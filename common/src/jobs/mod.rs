use serde::{Deserialize, Serialize};

/// Status of a background job tracked by the backend job controller.
#[derive(Clone, Debug, PartialEq, Serialize, Deserialize)]
pub enum JobStatus {
    Pending,
    /// Percentage of the job done so far.
    InProgress(u32),
    /// Carries the JSON encoded job result.
    Completed(String),
    Failed(String),
}

/// Result of a storage reconciliation sweep.
#[derive(Clone, Debug, Default, PartialEq, Serialize, Deserialize)]
pub struct ReconcileReport {
    /// Expired temp uploads removed by the sweep.
    pub purged_temp: usize,
    /// Permanent objects no case row refers to.
    pub orphaned_objects: Vec<String>,
    /// Keys recorded on cases whose object is gone.
    pub missing_objects: Vec<String>,
}
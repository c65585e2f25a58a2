//! Server configuration loaded from environment variables.
//!
//! A `.env` file in the working directory is read first when present, real
//! environment variables take precedence over it.

use std::path::PathBuf;
use std::time::Duration;

#[derive(Debug, Clone)]
pub struct Config {
    pub host: String,
    pub port: u16,
    pub database_path: PathBuf,
    /// Root of the local object store; `temp/` and `permanent/` live below it.
    pub storage_root: PathBuf,
    /// Uploads older than this are treated as purged.
    pub temp_ttl: Duration,
    /// Base URL used when building signed URLs handed to clients.
    pub public_base_url: String,
    pub signing_secret: String,
    pub signed_url_ttl: Duration,
    /// Deadline applied to every request scoped operation.
    pub request_timeout: Duration,
    pub docx_cmd: String,
    pub docx_args: Vec<String>,
    pub soffice_cmd: String,
    pub soffice_args: Vec<String>,
    pub scratch_dir: PathBuf,
    pub max_upload_bytes: usize,
}

#[derive(Debug, thiserror::Error)]
pub enum ConfigError {
    #[error("Missing required environment variable: {0}")]
    MissingEnvVar(&'static str),
    #[error("Invalid value for {name}: '{value}'")]
    InvalidValue { name: &'static str, value: String },
}

impl Config {
    /// Load configuration from the process environment.
    pub fn from_env() -> Result<Self, ConfigError> {
        let _ = dotenvy::dotenv();
        Self::from_lookup(|name| std::env::var(name).ok())
    }

    /// Build the configuration from any variable lookup.
    pub fn from_lookup<F>(lookup: F) -> Result<Self, ConfigError>
    where
        F: Fn(&str) -> Option<String>,
    {
        let var = |name: &str| lookup(name).filter(|v| !v.trim().is_empty());

        let host = var("JF_HOST").unwrap_or_else(|| "127.0.0.1".to_string());
        let port = parse_or(&var, "JF_PORT", 8080u16)?;
        let public_base_url = var("JF_PUBLIC_BASE_URL")
            .unwrap_or_else(|| format!("http://{}:{}", host, port))
            .trim_end_matches('/')
            .to_string();
        let signing_secret =
            var("JF_SIGNING_SECRET").ok_or(ConfigError::MissingEnvVar("JF_SIGNING_SECRET"))?;

        Ok(Self {
            database_path: PathBuf::from(
                var("JF_DATABASE_PATH").unwrap_or_else(|| "jabfung.sqlite".to_string()),
            ),
            storage_root: PathBuf::from(
                var("JF_STORAGE_ROOT").unwrap_or_else(|| "storage".to_string()),
            ),
            temp_ttl: Duration::from_secs(parse_or(&var, "JF_TEMP_TTL_SECS", 86_400u64)?),
            public_base_url,
            signing_secret,
            signed_url_ttl: Duration::from_secs(parse_or(&var, "JF_SIGNED_URL_TTL_SECS", 900u64)?),
            request_timeout: Duration::from_secs(parse_or(&var, "JF_REQUEST_TIMEOUT_SECS", 15u64)?),
            docx_cmd: var("JF_DOCX_CMD").unwrap_or_else(|| "docx-render".to_string()),
            docx_args: split_args(var("JF_DOCX_ARGS")),
            soffice_cmd: var("JF_SOFFICE_CMD").unwrap_or_else(|| "soffice".to_string()),
            soffice_args: split_args(var("JF_SOFFICE_ARGS")),
            scratch_dir: var("JF_SCRATCH_DIR")
                .map(PathBuf::from)
                .unwrap_or_else(std::env::temp_dir),
            max_upload_bytes: parse_or(&var, "JF_MAX_UPLOAD_BYTES", 20 * 1024 * 1024usize)?,
            host,
            port,
        })
    }
}

fn parse_or<T, F>(var: &F, name: &'static str, default: T) -> Result<T, ConfigError>
where
    T: std::str::FromStr,
    F: Fn(&str) -> Option<String>,
{
    match var(name) {
        Some(value) => value
            .trim()
            .parse()
            .map_err(|_| ConfigError::InvalidValue { name, value }),
        None => Ok(default),
    }
}

fn split_args(value: Option<String>) -> Vec<String> {
    value
        .map(|v| v.split_whitespace().map(str::to_string).collect())
        .unwrap_or_default()
}

#[cfg(test)]
mod tests {
    use super::*;
    use std::collections::HashMap;

    fn lookup(pairs: &[(&str, &str)]) -> impl Fn(&str) -> Option<String> {
        let map: HashMap<String, String> = pairs
            .iter()
            .map(|(k, v)| (k.to_string(), v.to_string()))
            .collect();
        move |name| map.get(name).cloned()
    }

    #[test]
    fn defaults_apply_when_only_secret_is_set() {
        let config = Config::from_lookup(lookup(&[("JF_SIGNING_SECRET", "s3cret")])).unwrap();
        assert_eq!(config.port, 8080);
        assert_eq!(config.public_base_url, "http://127.0.0.1:8080");
        assert_eq!(config.request_timeout, Duration::from_secs(15));
        assert_eq!(config.docx_cmd, "docx-render");
        assert!(config.docx_args.is_empty());
    }

    #[test]
    fn secret_is_required() {
        let err = Config::from_lookup(lookup(&[])).unwrap_err();
        assert!(matches!(err, ConfigError::MissingEnvVar("JF_SIGNING_SECRET")));
    }

    #[test]
    fn invalid_numbers_are_rejected_and_args_split() {
        let err = Config::from_lookup(lookup(&[
            ("JF_SIGNING_SECRET", "x"),
            ("JF_PORT", "eighty"),
        ]))
        .unwrap_err();
        assert!(matches!(err, ConfigError::InvalidValue { name: "JF_PORT", .. }));

        let config = Config::from_lookup(lookup(&[
            ("JF_SIGNING_SECRET", "x"),
            ("JF_SOFFICE_ARGS", "--norestore  --nologo"),
            ("JF_PUBLIC_BASE_URL", "https://jf.example.go.id/"),
        ]))
        .unwrap();
        assert_eq!(config.soffice_args, vec!["--norestore", "--nologo"]);
        assert_eq!(config.public_base_url, "https://jf.example.go.id");
    }
}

ACTION ITEM: The answer must be an exact copy of every record above.

RESPONSE:
filename common/src/jobs/mod.rs
use serde::{Deserialize, Serialize};

/// Status of a background job tracked by the backend job controller.
#[derive(Clone, Debug, PartialEq, Serialize, Deserialize)]
pub enum JobStatus {
    Pending,
    /// Percentage of the job done so far.
    InProgress(u32),
    /// Carries the JSON encoded job result.
    Completed(String),
    Failed(String),
}

/// Result of a storage reconciliation sweep.
#[derive(Clone, Debug, Default, PartialEq, Serialize, Deserialize)]
pub struct ReconcileReport {
    /// Expired temp uploads removed by the sweep.
    pub purged_temp: usize,
    /// Permanent objects no case row refers to.
    pub orphaned_objects: Vec<String>,
    /// Keys recorded on cases whose object is gone.
    pub missing_objects: Vec<String>,
}
repository c65585e2f25a58a2
//! Server configuration loaded from environment variables.
//!
//! A `.env` file in the working directory is read first when present, real
//! environment variables take precedence over it.

use std::path::PathBuf;
use std::time::Duration;

#[derive(Debug, Clone)]
pub struct Config {
    pub host: String,
    pub port: u16,
    pub database_path: PathBuf,
    /// Root of the local object store; `temp/` and `permanent/` live below it.
    pub storage_root: PathBuf,
    /// Uploads older than this are treated as purged.
    pub temp_ttl: Duration,
    /// Base URL used when building signed URLs handed to clients.
    pub public_base_url: String,
    pub signing_secret: String,
    pub signed_url_ttl: Duration,
    /// Deadline applied to every request scoped operation.
    pub request_timeout: Duration,
    pub docx_cmd: String,
    pub docx_args: Vec<String>,
    pub soffice_cmd: String,
    pub soffice_args: Vec<String>,
    pub scratch_dir: PathBuf,
    pub max_upload_bytes: usize,
}

#[derive(Debug, thiserror::Error)]
pub enum ConfigError {
    #[error("Missing required environment variable: {0}")]
    MissingEnvVar(&'static str),
    #[error("Invalid value for {name}: '{value}'")]
    InvalidValue { name: &'static str, value: String },
}

impl Config {
    /// Load configuration from the process environment.
    pub fn from_env() -> Result<Self, ConfigError> {
        let _ = dotenvy::dotenv();
        Self::from_lookup(|name| std::env::var(name).ok())
    }

    /// Build the configuration from any variable lookup.
    pub fn from_lookup<F>(lookup: F) -> Result<Self, ConfigError>
    where
        F: Fn(&str) -> Option<String>,
    {
        let var = |name: &str| lookup(name).filter(|v| !v.trim().is_empty());

        let host = var("JF_HOST").unwrap_or_else(|| "127.0.0.1".to_string());
        let port = parse_or(&var, "JF_PORT", 8080u16)?;
        let public_base_url = var("JF_PUBLIC_BASE_URL")
            .unwrap_or_else(|| format!("http://{}:{}", host, port))
            .trim_end_matches('/')
            .to_string();
        let signing_secret =
            var("JF_SIGNING_SECRET").ok_or(ConfigError::MissingEnvVar("JF_SIGNING_SECRET"))?;

        Ok(Self {
            database_path: PathBuf::from(
                var("JF_DATABASE_PATH").unwrap_or_else(|| "jabfung.sqlite".to_string()),
            ),
            storage_root: PathBuf::from(
                var("JF_STORAGE_ROOT").unwrap_or_else(|| "storage".to_string()),
            ),
            temp_ttl: Duration::from_secs(parse_or(&var, "JF_TEMP_TTL_SECS", 86_400u64)?),
            public_base_url,
            signing_secret,
            signed_url_ttl: Duration::from_secs(parse_or(&var, "JF_SIGNED_URL_TTL_SECS", 900u64)?),
            request_timeout: Duration::from_secs(parse_or(&var, "JF_REQUEST_TIMEOUT_SECS", 15u64)?),
            docx_cmd: var("JF_DOCX_CMD").unwrap_or_else(|| "docx-render".to_string()),
            docx_args: split_args(var("JF_DOCX_ARGS")),
            soffice_cmd: var("JF_SOFFICE_CMD").unwrap_or_else(|| "soffice".to_string()),
            soffice_args: split_args(var("JF_SOFFICE_ARGS")),
            scratch_dir: var("JF_SCRATCH_DIR")
                .map(PathBuf::from)
                .unwrap_or_else(std::env::temp_dir),
            max_upload_bytes: parse_or(&var, "JF_MAX_UPLOAD_BYTES", 20 * 1024 * 1024usize)?,
            host,
            port,
        })
    }
}

fn parse_or<T, F>(var: &F, name: &'static str, default: T) -> Result<T, ConfigError>
where
    T: std::str::FromStr,
    F: Fn(&str) -> Option<String>,
{
    match var(name) {
        Some(value) => value
            .trim()
            .parse()
            .map_err(|_| ConfigError::InvalidValue { name, value }),
        None => Ok(default),
    }
}

fn split_args(value: Option<String>) -> Vec<String> {
    value
        .map(|v| v.split_whitespace().map(str::to_string).collect())
        .unwrap_or_default()
}

#[cfg(test)]
mod tests {
    use super::*;
    use std::collections::HashMap;

    fn lookup(pairs: &[(&str, &str)]) -> impl Fn(&str) -> Option<String> {
        let map: HashMap<String, String> = pairs
            .iter()
            .map(|(k, v)| (k.to_string(), v.to_string()))
            .collect();
        move |name| map.get(name).cloned()
    }

    #[test]
    fn defaults_apply_when_only_secret_is_set() {
        let config = Config::from_lookup(lookup(&[("JF_SIGNING_SECRET", "s3cret")])).unwrap();
        assert_eq!(config.port, 8080);
        assert_eq!(config.public_base_url, "http://127.0.0.1:8080");
        assert_eq!(config.request_timeout, Duration::from_secs(15));
        assert_eq!(config.docx_cmd, "docx-render");
        assert!(config.docx_args.is_empty());
    }

    #[test]
    fn secret_is_required() {
        let err = Config::from_lookup(lookup(&[])).unwrap_err();
        assert!(matches!(err, ConfigError::MissingEnvVar("JF_SIGNING_SECRET")));
    }

    #[test]
    fn invalid_numbers_are_rejected_and_args_split() {
        let err = Config::from_lookup(lookup(&[
            ("JF_SIGNING_SECRET", "x"),
            ("JF_PORT", "eighty"),
        ]))
        .unwrap_err();
        assert!(matches!(err, ConfigError::InvalidValue { name: "JF_PORT", .. }));

        let config = Config::from_lookup(lookup(&[
            ("JF_SIGNING_SECRET", "x"),
            ("JF_SOFFICE_ARGS", "--norestore  --nologo"),
            ("JF_PUBLIC_BASE_URL", "https://jf.example.go.id/"),
        ]))
        .unwrap();
        assert_eq!(config.soffice_args, vec!["--norestore", "--nologo"]);
        assert_eq!(config.public_base_url, "https://jf.example.go.id");
    }
}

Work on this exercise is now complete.